Jeff Immelt, chairman and CEO of global industrial giant and leading energy supply company GE, had just a few words to say during a lightning visit to Australia this week to meet clients, sign deals and announce winners of the company’s first “ecomagination” low carbon challenge in Australasia, but his words were worth noting, particularly in the feverish and polarised political debate that pervades both here and in the US.
“We’ve never viewed clean energy as ideological,” he told guests at the winner’s presentation in Sydney on Tuesday night. “We’ve always viewed it as problem solving. That means it can take place in a mine, in ports, or in natural gas, or wherever a problem needs to be solved.”
Immelt explained that the genesis of the “ecomagination” concept – which sounds like a marketing tool but he insists it is not – came from a 2004 exercise which pitted a “red team” of internal researchers that were asked to prove the science of global warming, against a “blue team” that were tasked with refuting it. In the end, 18 out of 20-strong blue team defected to the red team.

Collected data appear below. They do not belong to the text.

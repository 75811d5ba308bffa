//! Command implementations

pub mod completions;
pub mod config;
pub mod run;
pub mod sample;
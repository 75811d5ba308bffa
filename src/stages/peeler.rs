//! Peeler stage - turns dried stalks into bast
//!
//! The peeler sorts out stalks it cannot handle, cuts the rest to its working
//! length and peels them. Every stalk it received ends up in the scrapped
//! queue eventually, since the husk is always discarded after peeling.

use rand::Rng;
use std::fmt;

use crate::core::config::PeelerConfig;
use crate::core::context::SimContext;
use crate::core::distribution::sample_flat;
use crate::core::error::SimError;
use crate::core::lifecycle::{Lifecycle, Machine};
use crate::core::report::Series;
use crate::entities::bast::Bast;
use crate::entities::stalk::{Scrap, Stalk};

/// Machine variance around the nominal cutting length
const CUT_TOLERANCE: f64 = 0.01;

/// Peeler lifecycle states
#[derive(Debug, Clone, Copy, PartialEq, Eq)]
pub enum PeelerState {
    On,
    Off,
}

/// Operations on a peeler
#[derive(Debug, Clone, Copy, PartialEq, Eq)]
pub enum PeelerOp {
    Feed,
    Select,
    Cut,
    Peel,
    TurnOff,
}

impl fmt::Display for PeelerState {
    fn fmt(&self, f: &mut fmt::Formatter<'_>) -> fmt::Result {
        match self {
            PeelerState::On => write!(f, "on"),
            PeelerState::Off => write!(f, "off"),
        }
    }
}

impl fmt::Display for PeelerOp {
    fn fmt(&self, f: &mut fmt::Formatter<'_>) -> fmt::Result {
        match self {
            PeelerOp::Feed => write!(f, "feed"),
            PeelerOp::Select => write!(f, "select"),
            PeelerOp::Cut => write!(f, "cut"),
            PeelerOp::Peel => write!(f, "peel"),
            PeelerOp::TurnOff => write!(f, "turn_off"),
        }
    }
}

impl Lifecycle for PeelerState {
    type Op = PeelerOp;
    const ENTITY: &'static str = "peeler";
    const INITIAL: Self = PeelerState::On;
    const TRANSITIONS: &'static [(Self, PeelerOp, Self)] = &[
        (PeelerState::On, PeelerOp::Feed, PeelerState::On),
        (PeelerState::On, PeelerOp::Select, PeelerState::On),
        (PeelerState::On, PeelerOp::Cut, PeelerState::On),
        (PeelerState::On, PeelerOp::Peel, PeelerState::On),
        (PeelerState::On, PeelerOp::TurnOff, PeelerState::Off),
    ];
}

/// A peeling machine with its stalk queues
#[derive(Debug)]
pub struct Peeler {
    config: PeelerConfig,
    input: Vec<Stalk>,
    selected: Vec<Stalk>,
    cut: Vec<Stalk>,
    scrapped: Vec<Stalk>,
    machine: Machine<PeelerState>,
}

impl Peeler {
    pub fn new(config: PeelerConfig) -> Self {
        tracing::info!("initialize peeler");
        Self {
            config,
            input: Vec::new(),
            selected: Vec::new(),
            cut: Vec::new(),
            scrapped: Vec::new(),
            machine: Machine::new(),
        }
    }

    pub fn state(&self) -> PeelerState {
        self.machine.state()
    }

    pub fn input(&self) -> &[Stalk] {
        &self.input
    }

    pub fn selected(&self) -> &[Stalk] {
        &self.selected
    }

    /// Stalks cut to length and waiting to be peeled
    pub fn cut_stalks(&self) -> &[Stalk] {
        &self.cut
    }

    pub fn scrapped(&self) -> &[Stalk] {
        &self.scrapped
    }

    /// Scrap summed over every stalk in the scrapped queue
    pub fn scrap_totals(&self) -> Scrap {
        let mut total = Scrap::default();
        for stalk in &self.scrapped {
            total += stalk.scrap();
        }
        total
    }

    pub fn feed(&mut self, stalks: Vec<Stalk>) -> Result<(), SimError> {
        self.machine.check(PeelerOp::Feed)?;
        tracing::info!("input: {} stalks", stalks.len());
        self.input.extend(stalks);
        Ok(())
    }

    /// Sort the input into selected and scrapped stalks
    pub fn select(&mut self, ctx: &mut SimContext<'_>) -> Result<(), SimError> {
        self.machine.check(PeelerOp::Select)?;

        let input = std::mem::take(&mut self.input);
        tracing::info!("select from {} stalks", input.len());
        for mut stalk in input {
            if stalk.select(&self.config)? {
                self.selected.push(stalk);
            } else {
                self.scrapped.push(stalk);
            }
        }

        ctx.record(Series::histogram(
            "stalk_dia_selected",
            "Stalk Diameter Histogram (after selection)",
            "diameter [mm]",
            "number of stalks",
            self.selected.iter().map(|s| s.diameter()),
        ))?;
        ctx.record(Series::histogram(
            "stalk_len_selected",
            "Stalk Length Histogram (after selection)",
            "length [mm]",
            "number of stalks",
            self.selected.iter().map(|s| s.length()),
        ))?;

        Ok(())
    }

    /// Cut selected stalks to the machine length (±1%)
    pub fn cut(&mut self, ctx: &mut SimContext<'_>) -> Result<(), SimError> {
        self.machine.check(PeelerOp::Cut)?;

        let selected = std::mem::take(&mut self.selected);
        tracing::info!("cut {} stalks", selected.len());

        let max_len = self.config.max_len;
        for mut stalk in selected {
            // the machine draws two lengths and only ever uses the first
            let lengths = sample_flat(
                2,
                max_len * (1.0 - CUT_TOLERANCE),
                max_len * (1.0 + CUT_TOLERANCE),
                &mut *ctx.rng,
            )?;
            stalk.cut(lengths[0])?;
            self.cut.push(stalk);
        }

        ctx.record(Series::histogram(
            "stalk_dia_cut",
            "Stalk Diameter Histogram (after cutting)",
            "diameter [mm]",
            "number of stalks",
            self.cut.iter().map(|s| s.diameter()),
        ))?;
        ctx.record(Series::histogram(
            "stalk_len_cut",
            "Stalk Length Histogram (after cutting)",
            "length [mm]",
            "number of stalks",
            self.cut.iter().map(|s| s.length()),
        ))?;

        Ok(())
    }

    /// Peel all cut stalks and return the bast they yielded
    pub fn peel(&mut self, ctx: &mut SimContext<'_>) -> Result<Vec<Bast>, SimError> {
        self.machine.check(PeelerOp::Peel)?;

        let cut = std::mem::take(&mut self.cut);
        tracing::info!("peeling {} stalks", cut.len());

        let mut bast = Vec::new();
        let mut failed = 0usize;
        for mut stalk in cut {
            let prep = ctx.rng.random::<f64>() * 100.0;
            if prep > self.config.prep_efficiency {
                stalk.discard()?;
                failed += 1;
            } else {
                bast.extend(stalk.peel(&self.config, &mut *ctx.rng)?);
            }
            self.scrapped.push(stalk);
        }

        tracing::info!(
            bast = bast.len(),
            prep_failures = failed,
            "peeling done"
        );
        Ok(bast)
    }

    pub fn turn_off(&mut self) -> Result<(), SimError> {
        self.machine.apply(PeelerOp::TurnOff)?;
        Ok(())
    }
}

“We always approached this from a standpoint of science and technology,” Immelt said. “It’s not a specific green initiative. I mean, I’ve never camped.”
But it has informed and guided the growth and direction of the business. Since 2005, the ecomagination division has spawned more than 200 new products which each have to meet a test of reducing emissions by at least 15 per cent from the ones they replace. This can include renewable energy, super efficient gas turbines, water efficiency, or smart appliances. Annual revenues from the business have grown from $5 billion to $25 billion in that period, and it still spends 40 per cent of its $6 billion annual R&D budget on the sector.

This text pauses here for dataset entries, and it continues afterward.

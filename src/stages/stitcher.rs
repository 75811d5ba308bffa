//! Stitcher stage - assembles bast strips into a sheet
//!
//! Incoming bast is cut into segments, the segments are spliced into strips no
//! wider than the splice width, and the strips are sewn into a sheet.
//!
//! Sewing walks along the sheet in resolution steps. At each step the strips
//! already in the sheet advance, strips that have run out drop away, and new
//! strips are pulled in queue order until the summed width reaches the target.
//! There is no look-ahead and no reordering.

use std::fmt;

use crate::core::config::StitcherConfig;
use crate::core::context::SimContext;
use crate::core::error::SimError;
use crate::core::lifecycle::{Lifecycle, Machine};
use crate::core::report::Series;
use crate::entities::bast::Bast;
use crate::entities::sheet::{Sheet, SheetSample};

/// Stitcher lifecycle states
#[derive(Debug, Clone, Copy, PartialEq, Eq)]
pub enum StitcherState {
    On,
    Off,
}

/// Operations on a stitcher
#[derive(Debug, Clone, Copy, PartialEq, Eq)]
pub enum StitcherOp {
    Feed,
    Cut,
    Splice,
    Sew,
    TurnOff,
}

impl fmt::Display for StitcherState {
    fn fmt(&self, f: &mut fmt::Formatter<'_>) -> fmt::Result {
        match self {
            StitcherState::On => write!(f, "on"),
            StitcherState::Off => write!(f, "off"),
        }
    }
}

impl fmt::Display for StitcherOp {
    fn fmt(&self, f: &mut fmt::Formatter<'_>) -> fmt::Result {
        match self {
            StitcherOp::Feed => write!(f, "feed"),
            StitcherOp::Cut => write!(f, "cut"),
            StitcherOp::Splice => write!(f, "splice"),
            StitcherOp::Sew => write!(f, "sew"),
            StitcherOp::TurnOff => write!(f, "turn_off"),
        }
    }
}

impl Lifecycle for StitcherState {
    type Op = StitcherOp;
    const ENTITY: &'static str = "stitcher";
    const INITIAL: Self = StitcherState::On;
    const TRANSITIONS: &'static [(Self, StitcherOp, Self)] = &[
        (StitcherState::On, StitcherOp::Feed, StitcherState::On),
        (StitcherState::On, StitcherOp::Cut, StitcherState::On),
        (StitcherState::On, StitcherOp::Splice, StitcherState::On),
        (StitcherState::On, StitcherOp::Sew, StitcherState::On),
        (StitcherState::On, StitcherOp::TurnOff, StitcherState::Off),
    ];
}

/// A stitching machine with its bast queues
#[derive(Debug)]
pub struct Stitcher {
    config: StitcherConfig,
    input: Vec<Bast>,
    cut: Vec<Bast>,
    spliced: Vec<Bast>,
    machine: Machine<StitcherState>,
}

impl Stitcher {
    pub fn new(config: StitcherConfig) -> Self {
        tracing::info!("initialize stitcher");
        Self {
            config,
            input: Vec::new(),
            cut: Vec::new(),
            spliced: Vec::new(),
            machine: Machine::new(),
        }
    }

    pub fn state(&self) -> StitcherState {
        self.machine.state()
    }

    pub fn input(&self) -> &[Bast] {
        &self.input
    }

    /// Segments waiting to be spliced
    pub fn cut_pieces(&self) -> &[Bast] {
        &self.cut
    }

    /// Strips waiting to be sewn
    pub fn spliced(&self) -> &[Bast] {
        &self.spliced
    }

    pub fn feed(&mut self, bast: Vec<Bast>, ctx: &mut SimContext<'_>) -> Result<(), SimError> {
        self.machine.check(StitcherOp::Feed)?;
        self.input.extend(bast);

        ctx.record(Series::histogram(
            "bast_width_peel",
            "Bast Width Histogram (after peeling)",
            "width [mm]",
            "number of basts",
            self.input.iter().map(|b| b.start_width()),
        ))?;
        ctx.record(Series::histogram(
            "bast_len_peel",
            "Bast Length Histogram (after peeling)",
            "length [mm]",
            "number of basts",
            self.input.iter().map(|b| b.length()),
        ))?;

        Ok(())
    }

    /// Cut every queued bast into segments of the configured length
    pub fn cut(&mut self, ctx: &mut SimContext<'_>) -> Result<(), SimError> {
        self.machine.check(StitcherOp::Cut)?;

        let input = std::mem::take(&mut self.input);
        tracing::info!("cut {} basts", input.len());
        for mut bast in input {
            self.cut.extend(bast.cut(self.config.seg_length)?);
        }

        ctx.record(Series::histogram(
            "bast_width_cut",
            "Bast Width Histogram (after cutting)",
            "width [mm]",
            "number of basts",
            self.cut.iter().map(|b| b.start_width()),
        ))?;
        ctx.record(Series::histogram(
            "bast_len_cut",
            "Bast Length Histogram (after cutting)",
            "length [mm]",
            "number of basts",
            self.cut.iter().map(|b| b.length()),
        ))?;

        Ok(())
    }

    /// Splice every cut segment into strips no wider than the splice width
    pub fn splice(&mut self, ctx: &mut SimContext<'_>) -> Result<(), SimError> {
        self.machine.check(StitcherOp::Splice)?;

        let cut = std::mem::take(&mut self.cut);
        tracing::info!("splice {} segments", cut.len());
        for mut bast in cut {
            self.spliced.extend(bast.splice(self.config.splice_width)?);
        }

        ctx.record(Series::histogram(
            "bast_width_spliced",
            "Bast Width Histogram (after splicing)",
            "width [mm]",
            "number of basts",
            self.spliced.iter().map(|b| b.start_width()),
        ))?;
        ctx.record(Series::histogram(
            "bast_len_spliced",
            "Bast Length Histogram (after splicing)",
            "length [mm]",
            "number of basts",
            self.spliced.iter().map(|b| b.length()),
        ))?;

        Ok(())
    }

    /// Sew the spliced strips into a sheet, consuming the queue
    ///
    /// When the queue runs dry while the sheet is still too narrow, the last
    /// (under-width) sample is kept.
    pub fn sew(&mut self) -> Result<Sheet, SimError> {
        self.machine.check(StitcherOp::Sew)?;

        let resolution = self.config.resolution;
        let target = self.config.target_width;
        if resolution.is_nan() || resolution <= 0.0 {
            return Err(SimError::invalid(format!(
                "sewing resolution must be positive (got {})",
                resolution
            )));
        }
        if target.is_nan() || target <= 0.0 {
            return Err(SimError::invalid(format!(
                "target width must be positive (got {})",
                target
            )));
        }

        let pieces = std::mem::take(&mut self.spliced);
        tracing::info!("sew {} strips", pieces.len());

        let mut current: Vec<(&Bast, f64)> = Vec::new();
        let mut samples = Vec::new();
        let mut next = 0;

        while next < pieces.len() {
            let mut total = 0.0;
            current.retain_mut(|(piece, position)| {
                *position += resolution;
                let width = piece.width_at(*position);
                total += width;
                width > 0.0
            });

            while total < target && next < pieces.len() {
                let piece = &pieces[next];
                next += 1;
                total += piece.width_at(0.0);
                current.push((piece, 0.0));
            }

            samples.push(SheetSample {
                position: (samples.len() + 1) as f64 * resolution,
                total_width: total,
                pieces: current.len(),
            });
        }

        let sheet = Sheet::new(resolution, target, samples);
        tracing::info!(
            samples = sheet.samples().len(),
            length_mm = sheet.length(),
            "sheet sewn"
        );
        Ok(sheet)
    }

    pub fn turn_off(&mut self) -> Result<(), SimError> {
        self.machine.apply(StitcherOp::TurnOff)?;
        Ok(())
    }
}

“We are one of the biggest cleantech investors in the world,” Immelt said. He added that in 2005, GE saw a chance to invest in innovation that could drive clean energy futures, and an opportunity to play a role in public policy – something that is has prosecuted in Australia with its support for the carbon price.

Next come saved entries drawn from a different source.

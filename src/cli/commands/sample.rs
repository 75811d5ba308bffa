//! `hempline sample` command - draw values from the line's distributions

use clap::ValueEnum;
use console::style;
use miette::{miette, IntoDiagnostic, Result};
use serde::Serialize;

use crate::cli::helpers::make_rng;
use crate::cli::output::print_json;
use crate::cli::viz;
use crate::cli::{GlobalOpts, OutputFormat};
use crate::core::distribution::{BetaParams, BetaShape, FlatParams};

/// Distribution to sample from
#[derive(Debug, Clone, Copy, ValueEnum, Default, PartialEq, Eq)]
pub enum Dist {
    /// Bounded beta distribution fitted to mean and variance
    #[default]
    Beta,
    /// Uniform distribution
    Flat,
}

#[derive(clap::Args, Debug)]
pub struct SampleArgs {
    /// Distribution kind
    #[arg(value_enum, default_value_t = Dist::Beta)]
    pub dist: Dist,

    /// Number of samples
    #[arg(long, short = 'n', default_value_t = 1000)]
    pub count: usize,

    /// Lower bound
    #[arg(long, allow_negative_numbers = true)]
    pub min: f64,

    /// Upper bound
    #[arg(long, allow_negative_numbers = true)]
    pub max: f64,

    /// Mean (beta only)
    #[arg(long, allow_negative_numbers = true)]
    pub mean: Option<f64>,

    /// Variance (beta only)
    #[arg(long = "var")]
    pub variance: Option<f64>,

    /// Seed for the random generator
    #[arg(long, short = 's')]
    pub seed: Option<u64>,

    /// Print a histogram and summary instead of the raw values
    #[arg(long)]
    pub histogram: bool,

    /// Number of histogram bins
    #[arg(long, default_value_t = 20)]
    pub bins: usize,
}

/// Observed statistics of a sample
#[derive(Debug, Clone, Copy, PartialEq, Serialize)]
pub struct SampleStats {
    pub count: usize,
    pub min: f64,
    pub max: f64,
    pub mean: f64,
    pub std_dev: f64,
}

impl SampleStats {
    pub fn of(values: &[f64]) -> Option<Self> {
        if values.is_empty() {
            return None;
        }
        let n = values.len() as f64;
        let mean = values.iter().sum::<f64>() / n;
        let var = values.iter().map(|v| (v - mean).powi(2)).sum::<f64>() / n;
        Some(Self {
            count: values.len(),
            min: values.iter().cloned().fold(f64::INFINITY, f64::min),
            max: values.iter().cloned().fold(f64::NEG_INFINITY, f64::max),
            mean,
            std_dev: var.sqrt(),
        })
    }
}

#[derive(Serialize)]
struct SampleOutput {
    values: Vec<f64>,
    shape: Option<BetaShape>,
    stats: Option<SampleStats>,
}

pub fn run(args: SampleArgs, global: &GlobalOpts) -> Result<()> {
    let (mut rng, _) = make_rng(args.seed);

    let (values, shape) = match args.dist {
        Dist::Beta => {
            let mean = args
                .mean
                .ok_or_else(|| miette!("--mean is required for a beta distribution"))?;
            let variance = args
                .variance
                .ok_or_else(|| miette!("--var is required for a beta distribution"))?;
            let params = BetaParams::new(args.min, args.max, mean, variance);
            let shape = params.fit().into_diagnostic()?;
            (shape.sample(args.count, &mut rng).into_diagnostic()?, Some(shape))
        }
        Dist::Flat => {
            let params = FlatParams::new(args.min, args.max);
            (params.sample(args.count, &mut rng).into_diagnostic()?, None)
        }
    };

    let stats = SampleStats::of(&values);

    if global.format == OutputFormat::Json {
        return print_json(&SampleOutput {
            values,
            shape,
            stats,
        });
    }

    if !args.histogram {
        for value in &values {
            println!("{}", value);
        }
        return Ok(());
    }

    if let Some(shape) = &shape {
        println!(
            "   {} alpha {:.3}  beta {:.3}",
            style("Beta").bold(),
            shape.alpha,
            shape.beta
        );
        println!(
            "   mode {:.2}  mean {:.2}  median {:.2}  variance {:.2}",
            shape.mode(),
            shape.mean(),
            shape.median(),
            shape.variance()
        );
        println!();
    }

    print!("{}", viz::render_histogram(&values, args.bins));

    if let Some(stats) = stats {
        println!();
        println!("   min : {:>10.2}", stats.min);
        println!("   max : {:>10.2}", stats.max);
        println!("   mean: {:>10.2}", stats.mean);
        println!("   std : {:>10.2}", stats.std_dev);
    }

    Ok(())
}

#[cfg(test)]
mod tests {
    use super::*;

    #[test]
    fn test_sample_stats() {
        let stats = SampleStats::of(&[1.0, 2.0, 3.0, 4.0]).unwrap();
        assert_eq!(stats.count, 4);
        assert_eq!(stats.min, 1.0);
        assert_eq!(stats.max, 4.0);
        assert_eq!(stats.mean, 2.5);
        assert!((stats.std_dev - 1.118034).abs() < 1e-6);
    }

    #[test]
    fn test_sample_stats_empty() {
        assert!(SampleStats::of(&[]).is_none());
    }
}
//! Per-run collaborators threaded through every stage operation

use rand::RngCore;

use crate::core::error::SimError;
use crate::core::report::{Recorder, Series};

/// Random source and reporting sink for one simulation run
pub struct SimContext<'a> {
    pub rng: &'a mut dyn RngCore,
    pub recorder: &'a mut dyn Recorder,
}

impl<'a> SimContext<'a> {
    pub fn new(rng: &'a mut dyn RngCore, recorder: &'a mut dyn Recorder) -> Self {
        Self { rng, recorder }
    }

    /// Hand a series to the recorder
    pub fn record(&mut self, series: Series) -> Result<(), SimError> {
        self.recorder.record(series)
    }
}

Immelt said later in a conversation with RenewEconomy – and we make mention of this one remark because it is a matter of public record – that the wind energy division that GE bought nearly a decade ago had reduced the cost of technology by nearly two thirds – from 25c/kWh to 8c/kWh.
At that price, for instance, wind energy is cheaper than new coal plants. The point he wanted to make in this and his public comments was that it was the economics of these technologies that will win out. It’s a point underlined by a series of technology cost estimates, including those by Bloomberg New Energy Finance, and even the more conservative estimates of the Bureau of Resource and Energy Economics. But it’s not something that is widely understood, either in the broad public arena, or even in the hotbed of public policy debates. But it should be.